* Collected data

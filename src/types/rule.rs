use std::collections::HashSet;
use std::fmt;
use std::sync::atomic::{AtomicBool, Ordering};
use std::sync::Arc;

use tracing::warn;

use super::action::{Action, NoopAction};
use super::condition::Condition;
use super::Fact;
use crate::error::{EngineError, EvalError};

/// Name given to rules built without one.
pub const DEFAULT_NAME: &str = "rule";

/// Priority of rules built without one.
///
/// Larger priorities run earlier in ordered mode, so an unprioritized rule
/// runs *before* every rule given an ordinary small priority.
pub const DEFAULT_PRIORITY: i32 = i32::MAX - 1;

/// A prioritized, enable-able condition/action pair.
///
/// Two rules are the same rule iff their ids are equal; the
/// [`RuleRegistry`](crate::RuleRegistry) keys on the id.
pub trait Rule: Send + Sync {
    fn id(&self) -> &str;

    fn name(&self) -> &str {
        DEFAULT_NAME
    }

    fn description(&self) -> &str {
        ""
    }

    /// Larger values are evaluated earlier in ordered mode.
    fn priority(&self) -> i32 {
        DEFAULT_PRIORITY
    }

    fn is_enabled(&self) -> bool;

    fn enable(&self);

    fn disable(&self);

    /// Cheap filter run before [`evaluate`](Self::evaluate). A `false` here
    /// skips the rule without running either action.
    fn pre_evaluate(&self, _fact: &Fact) -> bool {
        true
    }

    /// Decide whether the fact matches. A disabled rule never matches.
    ///
    /// # Errors
    ///
    /// Propagates the condition's [`EvalError`].
    fn evaluate(&self, fact: &Fact) -> Result<bool, EvalError>;

    /// Run when [`evaluate`](Self::evaluate) returned `true`.
    ///
    /// # Errors
    ///
    /// Propagates the action's [`EvalError`].
    fn execute_then(&self, fact: &Arc<Fact>) -> Result<(), EvalError>;

    /// Run when [`evaluate`](Self::evaluate) returned `false`.
    ///
    /// # Errors
    ///
    /// Propagates the action's [`EvalError`].
    fn execute_else(&self, _fact: &Arc<Fact>) -> Result<(), EvalError> {
        Ok(())
    }
}

/// Identity, ordering, filter and condition shared by every built-in rule kind.
pub(crate) struct RuleCore {
    pub(crate) id: String,
    pub(crate) name: String,
    pub(crate) description: String,
    pub(crate) priority: i32,
    enabled: AtomicBool,
    concerned_facts: Option<HashSet<String>>,
    condition: Box<dyn Condition>,
}

impl RuleCore {
    pub(crate) fn is_enabled(&self) -> bool {
        self.enabled.load(Ordering::Acquire)
    }

    pub(crate) fn set_enabled(&self, enabled: bool) {
        self.enabled.store(enabled, Ordering::Release);
    }

    pub(crate) fn pre_evaluate(&self, fact: &Fact) -> bool {
        self.concerned_facts
            .as_ref()
            .map_or(true, |ids| ids.contains(fact.id()))
    }

    pub(crate) fn evaluate(&self, fact: &Fact) -> Result<bool, EvalError> {
        if !self.is_enabled() {
            warn!(rule = %self.name, fact = %fact.id(), "evaluating a disabled rule");
            return Ok(false);
        }
        self.condition.evaluate(fact)
    }
}

impl fmt::Debug for RuleCore {
    fn fmt(&self, f: &mut fmt::Formatter<'_>) -> fmt::Result {
        f.debug_struct("RuleCore")
            .field("id", &self.id)
            .field("name", &self.name)
            .field("priority", &self.priority)
            .field("enabled", &self.is_enabled())
            .field("concerned_facts", &self.concerned_facts)
            .finish_non_exhaustive()
    }
}

/// Builder for constructing a [`BasicRule`], or, via
/// [`stateful()`](Self::stateful), a
/// [`StatefulTriggerRule`](crate::StatefulTriggerRule).
///
/// # Example
///
/// ```
/// use firerule::{effect, field, Rule, RuleBuilder};
///
/// let rule = RuleBuilder::new("overheat")
///     .priority(10)
///     .when(field("temp").gt(90_i64))
///     .then(effect(|fact| println!("overheating: {}", fact.id())))
///     .build()
///     .unwrap();
/// assert_eq!(rule.priority(), 10);
/// ```
pub struct RuleBuilder {
    id: String,
    name: Option<String>,
    description: String,
    priority: Option<i32>,
    concerned_facts: Option<HashSet<String>>,
    enabled: bool,
    condition: Option<Box<dyn Condition>>,
    then: Option<Box<dyn Action>>,
    otherwise: Option<Box<dyn Action>>,
}

pub(crate) struct RuleParts {
    pub(crate) core: RuleCore,
    pub(crate) then: Box<dyn Action>,
    pub(crate) otherwise: Box<dyn Action>,
}

impl RuleBuilder {
    #[must_use]
    pub fn new(id: impl Into<String>) -> Self {
        Self {
            id: id.into(),
            name: None,
            description: String::new(),
            priority: None,
            concerned_facts: None,
            enabled: true,
            condition: None,
            then: None,
            otherwise: None,
        }
    }

    #[must_use]
    pub fn name(mut self, name: impl Into<String>) -> Self {
        self.name = Some(name.into());
        self
    }

    #[must_use]
    pub fn description(mut self, description: impl Into<String>) -> Self {
        self.description = description.into();
        self
    }

    /// Defaults to [`DEFAULT_PRIORITY`] when never called.
    #[must_use]
    pub fn priority(mut self, priority: i32) -> Self {
        self.priority = Some(priority);
        self
    }

    /// Restrict the rule to facts with this id. May be called repeatedly;
    /// a rule with no concerned ids considers every fact.
    #[must_use]
    pub fn concerned_fact(mut self, fact_id: impl Into<String>) -> Self {
        self.concerned_facts
            .get_or_insert_with(HashSet::new)
            .insert(fact_id.into());
        self
    }

    /// Start disabled. Rules are enabled by default.
    #[must_use]
    pub fn disabled(mut self) -> Self {
        self.enabled = false;
        self
    }

    #[must_use]
    pub fn when(mut self, condition: impl Condition + 'static) -> Self {
        self.condition = Some(Box::new(condition));
        self
    }

    #[must_use]
    pub fn then(mut self, action: impl Action + 'static) -> Self {
        self.then = Some(Box::new(action));
        self
    }

    /// The recovery action, run when the condition does not hold.
    #[must_use]
    pub fn otherwise(mut self, action: impl Action + 'static) -> Self {
        self.otherwise = Some(Box::new(action));
        self
    }

    /// Continue building a delayed, deduplicating stateful rule.
    #[must_use]
    pub fn stateful(self) -> crate::StatefulRuleBuilder {
        crate::StatefulRuleBuilder::new(self)
    }

    /// # Errors
    ///
    /// Returns [`EngineError::MissingCondition`] if [`when`](Self::when) was
    /// never called.
    pub fn build(self) -> Result<BasicRule, EngineError> {
        let parts = self.into_parts()?;
        Ok(BasicRule {
            core: parts.core,
            then: parts.then,
            otherwise: parts.otherwise,
        })
    }

    pub(crate) fn into_parts(self) -> Result<RuleParts, EngineError> {
        let condition = self.condition.ok_or_else(|| EngineError::MissingCondition {
            rule: self.id.clone(),
        })?;
        let core = RuleCore {
            name: self.name.unwrap_or_else(|| DEFAULT_NAME.to_owned()),
            id: self.id,
            description: self.description,
            priority: self.priority.unwrap_or(DEFAULT_PRIORITY),
            enabled: AtomicBool::new(self.enabled),
            concerned_facts: self.concerned_facts,
            condition,
        };
        Ok(RuleParts {
            core,
            then: self.then.unwrap_or_else(|| Box::new(NoopAction)),
            otherwise: self.otherwise.unwrap_or_else(|| Box::new(NoopAction)),
        })
    }
}

/// A stateless rule: every match runs `then`, every miss runs `else`.
pub struct BasicRule {
    core: RuleCore,
    then: Box<dyn Action>,
    otherwise: Box<dyn Action>,
}

impl Rule for BasicRule {
    fn id(&self) -> &str {
        &self.core.id
    }

    fn name(&self) -> &str {
        &self.core.name
    }

    fn description(&self) -> &str {
        &self.core.description
    }

    fn priority(&self) -> i32 {
        self.core.priority
    }

    fn is_enabled(&self) -> bool {
        self.core.is_enabled()
    }

    fn enable(&self) {
        self.core.set_enabled(true);
    }

    fn disable(&self) {
        self.core.set_enabled(false);
    }

    fn pre_evaluate(&self, fact: &Fact) -> bool {
        self.core.pre_evaluate(fact)
    }

    fn evaluate(&self, fact: &Fact) -> Result<bool, EvalError> {
        self.core.evaluate(fact)
    }

    fn execute_then(&self, fact: &Arc<Fact>) -> Result<(), EvalError> {
        self.then.execute(fact)
    }

    fn execute_else(&self, fact: &Arc<Fact>) -> Result<(), EvalError> {
        self.otherwise.execute(fact)
    }
}

impl fmt::Debug for BasicRule {
    fn fmt(&self, f: &mut fmt::Formatter<'_>) -> fmt::Result {
        f.debug_struct("BasicRule")
            .field("core", &self.core)
            .finish_non_exhaustive()
    }
}

#[cfg(test)]
mod tests {
    use super::*;
    use crate::{field, predicate};

    #[test]
    fn defaults_applied() {
        let rule = RuleBuilder::new("r1")
            .when(predicate(|_| true))
            .build()
            .unwrap();
        assert_eq!(rule.id(), "r1");
        assert_eq!(rule.name(), DEFAULT_NAME);
        assert_eq!(rule.description(), "");
        assert_eq!(rule.priority(), i32::MAX - 1);
        assert!(rule.is_enabled());
    }

    #[test]
    fn missing_condition_is_an_error() {
        let result = RuleBuilder::new("bad").priority(1).build();
        assert!(matches!(
            result,
            Err(EngineError::MissingCondition { rule }) if rule == "bad"
        ));
    }

    #[test]
    fn concerned_facts_filter() {
        let rule = RuleBuilder::new("r")
            .concerned_fact("boiler-1")
            .concerned_fact("boiler-2")
            .when(predicate(|_| true))
            .build()
            .unwrap();
        assert!(rule.pre_evaluate(&Fact::new("boiler-1")));
        assert!(rule.pre_evaluate(&Fact::new("boiler-2")));
        assert!(!rule.pre_evaluate(&Fact::new("pump-1")));
    }

    #[test]
    fn no_filter_accepts_everything() {
        let rule = RuleBuilder::new("r").when(predicate(|_| true)).build().unwrap();
        assert!(rule.pre_evaluate(&Fact::new("anything")));
    }

    #[test]
    fn disabled_rule_never_matches() {
        let rule = RuleBuilder::new("r")
            .when(field("v").eq(1_i64))
            .build()
            .unwrap();
        let fact = Fact::new("f").set("v", 1_i64);
        assert_eq!(rule.evaluate(&fact), Ok(true));
        rule.disable();
        assert!(!rule.is_enabled());
        assert_eq!(rule.evaluate(&fact), Ok(false));
        rule.enable();
        assert_eq!(rule.evaluate(&fact), Ok(true));
    }

    #[test]
    fn built_disabled() {
        let rule = RuleBuilder::new("r")
            .disabled()
            .when(predicate(|_| true))
            .build()
            .unwrap();
        assert!(!rule.is_enabled());
    }

    #[test]
    fn condition_errors_propagate() {
        let rule = RuleBuilder::new("r")
            .when(|_: &Fact| -> Result<bool, EvalError> { Err(EvalError::failed("bad value")) })
            .build()
            .unwrap();
        assert_eq!(
            rule.evaluate(&Fact::new("f")),
            Err(EvalError::failed("bad value"))
        );
    }
}
//! Domain types for the states endpoint.

use serde::{Deserialize, Deserializer};
use serde_json::{Map, Value};

/// One element of the JSON array returned by the states endpoint.
///
/// Both keys are required. Scalar values are taken as text: numbers and
/// booleans are printed, `null` becomes `"null"`, nested values become
/// their compact JSON. Any other keys are ignored.
#[derive(Debug, Clone, Deserialize, PartialEq, Eq)]
#[serde(rename_all = "camelCase")]
pub struct RemoteState {
    #[serde(deserialize_with = "as_text")]
    pub short_name: String,
    #[serde(deserialize_with = "as_text")]
    pub name: String,
}

fn as_text<'de, D>(deserializer: D) -> Result<String, D::Error>
where
    D: Deserializer<'de>,
{
    Ok(match Value::deserialize(deserializer)? {
        Value::String(text) => text,
        other => other.to_string(),
    })
}

impl RemoteState {
    /// Read one array element. It must be a JSON object; positional arrays
    /// are rejected even though serde would accept them for a struct.
    pub fn from_object(object: Map<String, Value>) -> Result<Self, serde_json::Error> {
        serde_json::from_value(Value::Object(object))
    }

    /// The row text shown for this state, e.g. `"SP - São Paulo"`.
    pub fn display_item(&self) -> String {
        format!("{} - {}", self.short_name, self.name)
    }
}

/// Result of one fetch, as handed back to the screen.
///
/// Every failure cause is folded into `Failure`; an empty list is a success.
#[derive(Debug, Clone, PartialEq, Eq)]
pub enum FetchOutcome {
    Success(Vec<String>),
    Failure,
}

impl FetchOutcome {
    pub fn is_success(&self) -> bool {
        matches!(self, FetchOutcome::Success(_))
    }
}
//! Blocking HTTP transport backed by ureq.

use states_core::{FetchError, HttpRequest, HttpResponse, Transport};
use tracing::debug;

/// Executes `HttpRequest`s with a shared ureq agent.
///
/// Status-code-as-error is disabled so 4xx/5xx come back as data and the core
/// client decides what they mean. No timeouts are configured.
#[derive(Clone)]
pub struct UreqTransport {
    agent: ureq::Agent,
}

impl UreqTransport {
    pub fn new() -> Self {
        let agent = ureq::Agent::config_builder()
            .http_status_as_error(false)
            .build()
            .new_agent();
        Self { agent }
    }
}

impl Default for UreqTransport {
    fn default() -> Self {
        Self::new()
    }
}

impl Transport for UreqTransport {
    fn execute(&self, request: &HttpRequest) -> Result<HttpResponse, FetchError> {
        debug!(method = request.method.as_str(), url = %request.url, "sending request");

        let mut builder = self.agent.get(&request.url);
        for (key, value) in &request.headers {
            builder = builder.header(key.as_str(), value.as_str());
        }
        let mut response = builder
            .call()
            .map_err(|e| FetchError::Transport(e.to_string()))?;

        let status = response.status().as_u16();
        let headers = response
            .headers()
            .iter()
            .filter_map(|(name, value)| {
                value
                    .to_str()
                    .ok()
                    .map(|v| (name.as_str().to_string(), v.to_string()))
            })
            .collect();
        let body = response
            .body_mut()
            .read_to_vec()
            .map_err(|e| FetchError::Transport(e.to_string()))?;

        debug!(status, bytes = body.len(), "received response");
        Ok(HttpResponse {
            status,
            headers,
            body,
        })
    }
}
//! The I/O seam between the client core and whatever speaks HTTP.

use crate::error::FetchError;
use crate::http::{HttpRequest, HttpResponse};

/// Executes one `HttpRequest` and returns the raw response.
///
/// Implementations must hand back non-2xx responses as data; only failures
/// that produce no response at all belong in `FetchError::Transport`.
/// `execute` is blocking and is called from a worker thread.
pub trait Transport: Send + Sync {
    fn execute(&self, request: &HttpRequest) -> Result<HttpResponse, FetchError>;
}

* Instructions to follow
Look through the entries and return each line that has the word "array" in it.

* Exercise response
/// One element of the JSON array returned by the states endpoint.
    /// Read one array element. It must be a JSON object; positional arrays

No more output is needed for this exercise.